[Collected data]
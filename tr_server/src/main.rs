//! Reservation server binary.
//!
//! Wires the waitlist, table inventory and availability board over either
//! PostgreSQL or the in-memory store, then serves the HTTP/WebSocket API.

use std::net::SocketAddr;
use std::sync::Arc;

use anyhow::{Context, Error};
use pico_args::Arguments;
use table_reserve::{
    db::{Database, InMemoryTableRepository, InMemoryWaitlistRepository, TableRepository, WaitlistRepository},
    notify::LogDispatcher,
    waitlist::spawn_sweeper,
};
use tr_server::{
    api::{self, AppState},
    config::{ServerConfig, StoreKind},
    logging,
};

const HELP: &str = "\
Run the reservation availability and waitlist server

USAGE:
  tr_server [OPTIONS]

OPTIONS:
  --bind       IP:PORT     Server socket bind address  [default: env SERVER_BIND or 127.0.0.1:8080]
  --db-url     URL         Database connection string  [default: env DATABASE_URL]
  --store      KIND        postgres or memory          [default: env STORE or postgres]

FLAGS:
  -h, --help               Print help information

ENVIRONMENT:
  SERVER_BIND              Server bind address (e.g., 0.0.0.0:8080)
  DATABASE_URL             PostgreSQL connection string
  STORE                    Store backend
  MIN_ACCEPTABLE_SCORE     Lowest assignment score that avoids the waitlist
  WAITLIST_*               Waitlist tuning (notification window, sweep interval)
  RUST_LOG                 Log filter
";

struct Args {
    bind: Option<SocketAddr>,
    database_url: Option<String>,
    store: Option<StoreKind>,
}

#[tokio::main]
async fn main() -> Result<(), Error> {
    // Load .env file if it exists
    let _ = dotenvy::dotenv();

    let mut pargs = Arguments::from_env();

    // Help has a higher priority and should be handled separately.
    if pargs.contains(["-h", "--help"]) {
        print!("{HELP}");
        std::process::exit(0);
    }

    let args = Args {
        bind: pargs.opt_value_from_str("--bind")?,
        database_url: pargs.opt_value_from_str("--db-url")?,
        store: pargs.opt_value_from_str("--store")?,
    };

    logging::init();

    let config = ServerConfig::from_env(args.bind, args.database_url, args.store)?;
    config.validate()?;

    tracing::info!(bind = %config.bind, store = ?config.store, "Starting reservation server");

    let (waitlist_repo, table_repo, database): (
        Arc<dyn WaitlistRepository>,
        Arc<dyn TableRepository>,
        Option<Database>,
    ) = match config.store {
        StoreKind::Postgres => {
            let db = Database::new(&config.database)
                .await
                .context("Failed to connect to database")?;
            db.migrate().await.context("Failed to run migrations")?;
            tracing::info!("Database connected and migrated");
            (
                Arc::new(db.waitlist_repository()),
                Arc::new(db.table_repository()),
                Some(db),
            )
        }
        StoreKind::Memory => {
            tracing::warn!("Using in-memory store; state is lost on restart");
            (
                Arc::new(InMemoryWaitlistRepository::new()),
                Arc::new(InMemoryTableRepository::new()),
                None,
            )
        }
    };

    let mut state = AppState::new(waitlist_repo, table_repo, Arc::new(LogDispatcher), &config);
    if let Some(db) = database.clone() {
        state = state.with_database(db);
    }

    let sweeper = spawn_sweeper(state.coordinator.clone(), config.waitlist.sweep_interval());
    let coordinator = tokio::spawn(state.coordinator.clone().run(state.board.subscribe()));

    let app = api::create_router(state);

    let listener = tokio::net::TcpListener::bind(config.bind)
        .await
        .with_context(|| format!("Failed to bind to {}", config.bind))?;

    tracing::info!("Server is running at http://{}. Press Ctrl+C to stop.", config.bind);

    axum::serve(listener, app)
        .with_graceful_shutdown(shutdown_signal())
        .await
        .context("Server error")?;

    tracing::info!("Shutting down server...");

    sweeper.abort();
    coordinator.abort();
    if let Some(db) = database {
        db.close().await;
    }

    Ok(())
}

/// Graceful shutdown signal
async fn shutdown_signal() {
    if let Err(e) = tokio::signal::ctrl_c().await {
        tracing::error!(error = %e, "Failed to listen for Ctrl+C");
        std::future::pending::<()>().await;
    }
}
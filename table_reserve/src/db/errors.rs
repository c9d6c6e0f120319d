//! Store error types.

use super::timeouts::TimeoutError;
use std::time::Duration;
use thiserror::Error;

/// Errors raised by repository implementations
#[derive(Debug, Error)]
pub enum StoreError {
    /// Database error
    #[error("Database error: {0}")]
    Database(#[from] sqlx::Error),

    /// Query did not finish in time
    #[error("Database operation timed out after {0:?}")]
    Timeout(Duration),

    /// The record changed underneath a compare-and-update
    #[error("Concurrent modification of record {0}")]
    Conflict(String),

    /// A stored value could not be decoded
    #[error("Corrupt record: {0}")]
    Corrupt(String),
}

impl From<TimeoutError> for StoreError {
    fn from(err: TimeoutError) -> Self {
        match err {
            TimeoutError::Timeout(d) => StoreError::Timeout(d),
            TimeoutError::Database(e) => StoreError::Database(e),
        }
    }
}

/// Result type for store operations
pub type StoreResult<T> = Result<T, StoreError>;
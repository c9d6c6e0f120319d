//! Repository trait definitions for testability and dependency injection.
//!
//! The waitlist manager and the reservation coordinator only ever see these
//! traits. PostgreSQL implementations live here; in-memory ones live in
//! [`super::memory`].

use async_trait::async_trait;
use chrono::{DateTime, NaiveDate, Utc};
use sqlx::{PgPool, Row, postgres::PgRow};
use std::collections::BTreeSet;

use super::errors::{StoreError, StoreResult};
use super::timeouts::{DEFAULT_TRANSACTION_TIMEOUT, with_default_timeout, with_timeout};
use crate::table::{LayoutPosition, Table, TableId, TableStatus, TimeSlot};
use crate::waitlist::{
    PriorityTier, QueuePosition, SearchCriteria, WaitlistEntry, WaitlistId, WaitlistStatus,
    normalize_phone,
};

/// Trait for waitlist persistence
#[async_trait]
pub trait WaitlistRepository: Send + Sync {
    /// Insert a new entry
    async fn insert(&self, entry: &WaitlistEntry) -> StoreResult<()>;

    /// Find an entry by ID
    async fn find(&self, id: WaitlistId) -> StoreResult<Option<WaitlistEntry>>;

    /// All entries in any of the given statuses, oldest first
    async fn list_by_status(&self, statuses: &[WaitlistStatus]) -> StoreResult<Vec<WaitlistEntry>>;

    /// Entries matching any of the criteria, in every status
    async fn search(&self, criteria: &SearchCriteria) -> StoreResult<Vec<WaitlistEntry>>;

    /// Overwrite an entry only if its stored status is still `expected`.
    ///
    /// Returns [`StoreError::Conflict`] when the entry is missing or its
    /// status has moved on.
    async fn compare_and_update(
        &self,
        entry: &WaitlistEntry,
        expected: WaitlistStatus,
    ) -> StoreResult<()>;

    /// Write derived queue fields. Entries that are no longer pending are
    /// left untouched.
    async fn update_queue_positions(&self, positions: &[QueuePosition]) -> StoreResult<()>;
}

/// Trait for table inventory persistence
#[async_trait]
pub trait TableRepository: Send + Sync {
    /// All tables ordered by ID
    async fn list(&self) -> StoreResult<Vec<Table>>;

    /// Find a table by ID
    async fn find(&self, id: TableId) -> StoreResult<Option<Table>>;

    /// Insert or replace a table
    async fn upsert(&self, table: &Table) -> StoreResult<()>;

    /// Set a table's status. Returns false if the table does not exist.
    async fn update_status(&self, id: TableId, status: TableStatus) -> StoreResult<bool>;
}

const ENTRY_COLUMNS: &str = "id, name, email, phone, guest_count, preferred_date, time_slots,
    seating_preference, occasion, special_requests, dietary_notes, status, priority,
    position, estimated_wait_minutes, notification_expiry, notified_at, queued_at,
    created_at, updated_at";

fn corrupt(column: &str, err: impl std::fmt::Display) -> StoreError {
    StoreError::Corrupt(format!("{}: {}", column, err))
}

fn entry_from_row(row: &PgRow) -> StoreResult<WaitlistEntry> {
    let guest_count: i32 = row.try_get("guest_count")?;
    let slots: Vec<String> = row.try_get("time_slots")?;
    let time_slots = slots
        .iter()
        .map(|s| s.parse::<TimeSlot>())
        .collect::<Result<Vec<_>, _>>()
        .map_err(|e| corrupt("time_slots", e))?;
    let preference: String = row.try_get("seating_preference")?;
    let status: String = row.try_get("status")?;
    let priority: i16 = row.try_get("priority")?;
    let position: Option<i32> = row.try_get("position")?;
    let wait: Option<i32> = row.try_get("estimated_wait_minutes")?;

    Ok(WaitlistEntry {
        id: row.try_get("id")?,
        name: row.try_get("name")?,
        email: row.try_get("email")?,
        phone: row.try_get("phone")?,
        guest_count: u32::try_from(guest_count).map_err(|e| corrupt("guest_count", e))?,
        preferred_date: row.try_get::<NaiveDate, _>("preferred_date")?,
        time_slots,
        seating_preference: preference
            .parse()
            .map_err(|e| corrupt("seating_preference", e))?,
        occasion: row.try_get("occasion")?,
        special_requests: row.try_get("special_requests")?,
        dietary_notes: row.try_get("dietary_notes")?,
        status: status.parse().map_err(|e| corrupt("status", e))?,
        priority: PriorityTier::from_rank(priority)
            .ok_or_else(|| corrupt("priority", priority))?,
        position: position
            .map(u32::try_from)
            .transpose()
            .map_err(|e| corrupt("position", e))?,
        estimated_wait_minutes: wait
            .map(u32::try_from)
            .transpose()
            .map_err(|e| corrupt("estimated_wait_minutes", e))?,
        notification_expiry: row.try_get::<Option<DateTime<Utc>>, _>("notification_expiry")?,
        notified_at: row.try_get::<Option<DateTime<Utc>>, _>("notified_at")?,
        queued_at: row.try_get("queued_at")?,
        created_at: row.try_get("created_at")?,
        updated_at: row.try_get("updated_at")?,
    })
}

fn to_i32(value: u32, column: &str) -> StoreResult<i32> {
    i32::try_from(value).map_err(|e| corrupt(column, e))
}

fn slot_strings(slots: &[TimeSlot]) -> Vec<String> {
    slots.iter().map(ToString::to_string).collect()
}

/// Writes the derived queue fields only. `updated_at` tracks status
/// transitions and is what the sweep and the turnover tracker read.
const UPDATE_QUEUE_POSITION: &str = "UPDATE waitlist_entries
     SET position = $2, estimated_wait_minutes = $3
     WHERE id = $1 AND status = 'pending'";

/// PostgreSQL implementation of `WaitlistRepository`
pub struct PgWaitlistRepository {
    pool: PgPool,
}

impl PgWaitlistRepository {
    pub fn new(pool: PgPool) -> Self {
        Self { pool }
    }
}

#[async_trait]
impl WaitlistRepository for PgWaitlistRepository {
    async fn insert(&self, entry: &WaitlistEntry) -> StoreResult<()> {
        let query = sqlx::query(
            "INSERT INTO waitlist_entries (id, name, email, phone, guest_count, preferred_date,
                time_slots, seating_preference, occasion, special_requests, dietary_notes,
                status, priority, position, estimated_wait_minutes, notification_expiry,
                notified_at, queued_at, created_at, updated_at)
             VALUES ($1, $2, $3, $4, $5, $6, $7, $8, $9, $10, $11, $12, $13, $14, $15, $16,
                $17, $18, $19, $20)",
        )
        .bind(entry.id)
        .bind(&entry.name)
        .bind(&entry.email)
        .bind(&entry.phone)
        .bind(to_i32(entry.guest_count, "guest_count")?)
        .bind(entry.preferred_date)
        .bind(slot_strings(&entry.time_slots))
        .bind(entry.seating_preference.to_string())
        .bind(&entry.occasion)
        .bind(&entry.special_requests)
        .bind(&entry.dietary_notes)
        .bind(entry.status.as_str())
        .bind(entry.priority.rank())
        .bind(entry.position.map(|p| to_i32(p, "position")).transpose()?)
        .bind(
            entry
                .estimated_wait_minutes
                .map(|w| to_i32(w, "estimated_wait_minutes"))
                .transpose()?,
        )
        .bind(entry.notification_expiry)
        .bind(entry.notified_at)
        .bind(entry.queued_at)
        .bind(entry.created_at)
        .bind(entry.updated_at);

        with_default_timeout(query.execute(&self.pool)).await?;
        Ok(())
    }

    async fn find(&self, id: WaitlistId) -> StoreResult<Option<WaitlistEntry>> {
        let sql = format!("SELECT {} FROM waitlist_entries WHERE id = $1", ENTRY_COLUMNS);
        let row = with_default_timeout(sqlx::query(&sql).bind(id).fetch_optional(&self.pool))
            .await?;

        row.as_ref().map(entry_from_row).transpose()
    }

    async fn list_by_status(&self, statuses: &[WaitlistStatus]) -> StoreResult<Vec<WaitlistEntry>> {
        let statuses: Vec<&str> = statuses.iter().map(WaitlistStatus::as_str).collect();
        let sql = format!(
            "SELECT {} FROM waitlist_entries WHERE status = ANY($1)
             ORDER BY priority DESC, queued_at ASC, id ASC",
            ENTRY_COLUMNS
        );
        let rows =
            with_default_timeout(sqlx::query(&sql).bind(statuses).fetch_all(&self.pool)).await?;

        rows.iter().map(entry_from_row).collect()
    }

    async fn search(&self, criteria: &SearchCriteria) -> StoreResult<Vec<WaitlistEntry>> {
        let email = criteria
            .email
            .as_deref()
            .map(str::trim)
            .filter(|e| !e.is_empty());
        let phone = criteria
            .phone
            .as_deref()
            .map(normalize_phone)
            .filter(|p| !p.is_empty());

        let sql = format!(
            "SELECT {} FROM waitlist_entries
             WHERE id = $1 OR lower(email) = lower($2) OR phone = $3
             ORDER BY created_at ASC",
            ENTRY_COLUMNS
        );
        let rows = with_default_timeout(
            sqlx::query(&sql)
                .bind(criteria.id)
                .bind(email)
                .bind(phone)
                .fetch_all(&self.pool),
        )
        .await?;

        let entries = rows
            .iter()
            .map(entry_from_row)
            .collect::<StoreResult<Vec<_>>>()?;
        Ok(entries.into_iter().filter(|e| criteria.matches(e)).collect())
    }

    async fn compare_and_update(
        &self,
        entry: &WaitlistEntry,
        expected: WaitlistStatus,
    ) -> StoreResult<()> {
        let query = sqlx::query(
            "UPDATE waitlist_entries
             SET status = $3, priority = $4, position = $5, estimated_wait_minutes = $6,
                 notification_expiry = $7, notified_at = $8, queued_at = $9, updated_at = $10
             WHERE id = $1 AND status = $2",
        )
        .bind(entry.id)
        .bind(expected.as_str())
        .bind(entry.status.as_str())
        .bind(entry.priority.rank())
        .bind(entry.position.map(|p| to_i32(p, "position")).transpose()?)
        .bind(
            entry
                .estimated_wait_minutes
                .map(|w| to_i32(w, "estimated_wait_minutes"))
                .transpose()?,
        )
        .bind(entry.notification_expiry)
        .bind(entry.notified_at)
        .bind(entry.queued_at)
        .bind(entry.updated_at);

        let result = with_default_timeout(query.execute(&self.pool)).await?;
        if result.rows_affected() == 0 {
            return Err(StoreError::Conflict(entry.id.to_string()));
        }
        Ok(())
    }

    async fn update_queue_positions(&self, positions: &[QueuePosition]) -> StoreResult<()> {
        let pool = self.pool.clone();
        let positions = positions.to_vec();

        with_timeout(DEFAULT_TRANSACTION_TIMEOUT, async move {
            let mut tx = pool.begin().await?;
            for p in &positions {
                sqlx::query(UPDATE_QUEUE_POSITION)
                .bind(p.id)
                .bind(i32::try_from(p.position).unwrap_or(i32::MAX))
                .bind(i32::try_from(p.estimated_wait_minutes).unwrap_or(i32::MAX))
                .execute(&mut *tx)
                .await?;
            }
            tx.commit().await
        })
        .await?;

        Ok(())
    }
}

fn table_from_row(row: &PgRow) -> StoreResult<Table> {
    let number: i32 = row.try_get("number")?;
    let capacity: i32 = row.try_get("capacity")?;
    let shape: String = row.try_get("shape")?;
    let location: String = row.try_get("location")?;
    let status: String = row.try_get("status")?;
    let features: Vec<String> = row.try_get("features")?;
    let x: Option<f64> = row.try_get("position_x")?;
    let y: Option<f64> = row.try_get("position_y")?;

    Ok(Table {
        id: row.try_get("id")?,
        number: u32::try_from(number).map_err(|e| corrupt("number", e))?,
        capacity: u32::try_from(capacity).map_err(|e| corrupt("capacity", e))?,
        shape: shape.parse().map_err(|e| corrupt("shape", e))?,
        location: location.parse().map_err(|e| corrupt("location", e))?,
        features: features.into_iter().collect::<BTreeSet<_>>(),
        status: status.parse().map_err(|e| corrupt("status", e))?,
        position: x.zip(y).map(|(x, y)| LayoutPosition { x, y }),
    })
}

/// PostgreSQL implementation of `TableRepository`
pub struct PgTableRepository {
    pool: PgPool,
}

impl PgTableRepository {
    pub fn new(pool: PgPool) -> Self {
        Self { pool }
    }
}

#[async_trait]
impl TableRepository for PgTableRepository {
    async fn list(&self) -> StoreResult<Vec<Table>> {
        let rows = with_default_timeout(
            sqlx::query(
                "SELECT id, number, capacity, shape, location, features, status,
                        position_x, position_y
                 FROM restaurant_tables ORDER BY id",
            )
            .fetch_all(&self.pool),
        )
        .await?;

        rows.iter().map(table_from_row).collect()
    }

    async fn find(&self, id: TableId) -> StoreResult<Option<Table>> {
        let row = with_default_timeout(
            sqlx::query(
                "SELECT id, number, capacity, shape, location, features, status,
                        position_x, position_y
                 FROM restaurant_tables WHERE id = $1",
            )
            .bind(id)
            .fetch_optional(&self.pool),
        )
        .await?;

        row.as_ref().map(table_from_row).transpose()
    }

    async fn upsert(&self, table: &Table) -> StoreResult<()> {
        let features: Vec<&str> = table.features.iter().map(String::as_str).collect();
        let query = sqlx::query(
            "INSERT INTO restaurant_tables (id, number, capacity, shape, location, features,
                status, position_x, position_y)
             VALUES ($1, $2, $3, $4, $5, $6, $7, $8, $9)
             ON CONFLICT (id) DO UPDATE SET
                number = EXCLUDED.number, capacity = EXCLUDED.capacity,
                shape = EXCLUDED.shape, location = EXCLUDED.location,
                features = EXCLUDED.features, status = EXCLUDED.status,
                position_x = EXCLUDED.position_x, position_y = EXCLUDED.position_y,
                updated_at = NOW()",
        )
        .bind(table.id)
        .bind(to_i32(table.number, "number")?)
        .bind(to_i32(table.capacity, "capacity")?)
        .bind(table.shape.to_string())
        .bind(table.location.to_string())
        .bind(features)
        .bind(table.status.to_string())
        .bind(table.position.map(|p| p.x))
        .bind(table.position.map(|p| p.y));

        with_default_timeout(query.execute(&self.pool)).await?;
        Ok(())
    }

    async fn update_status(&self, id: TableId, status: TableStatus) -> StoreResult<bool> {
        let result = with_default_timeout(
            sqlx::query("UPDATE restaurant_tables SET status = $2, updated_at = NOW() WHERE id = $1")
                .bind(id)
                .bind(status.to_string())
                .execute(&self.pool),
        )
        .await?;

        Ok(result.rows_affected() > 0)
    }
}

=== WHAT TO WORK ON ===
Using the records above, count every line that includes the word "filter", and state the number only.

=== REPLY ===
4